### Exercise aim
Whenever a line in the listing contains "research", copy that line.

### Provided entries
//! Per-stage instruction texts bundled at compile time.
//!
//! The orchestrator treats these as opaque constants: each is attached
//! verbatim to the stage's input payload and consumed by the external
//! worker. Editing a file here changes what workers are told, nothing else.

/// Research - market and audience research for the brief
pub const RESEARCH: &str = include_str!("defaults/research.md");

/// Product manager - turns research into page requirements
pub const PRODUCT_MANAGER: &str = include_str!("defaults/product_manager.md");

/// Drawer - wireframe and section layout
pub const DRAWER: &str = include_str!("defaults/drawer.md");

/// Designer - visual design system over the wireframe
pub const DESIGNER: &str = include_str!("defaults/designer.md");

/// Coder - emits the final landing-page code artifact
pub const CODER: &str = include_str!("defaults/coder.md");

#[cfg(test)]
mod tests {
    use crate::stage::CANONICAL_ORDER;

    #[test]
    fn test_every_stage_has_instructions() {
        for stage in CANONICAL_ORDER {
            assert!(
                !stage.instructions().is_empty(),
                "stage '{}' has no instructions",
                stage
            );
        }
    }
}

### Response for this exercise
/// Research - market and audience research for the brief
pub const RESEARCH: &str = include_str!("defaults/research.md");
/// Product manager - turns research into page requirements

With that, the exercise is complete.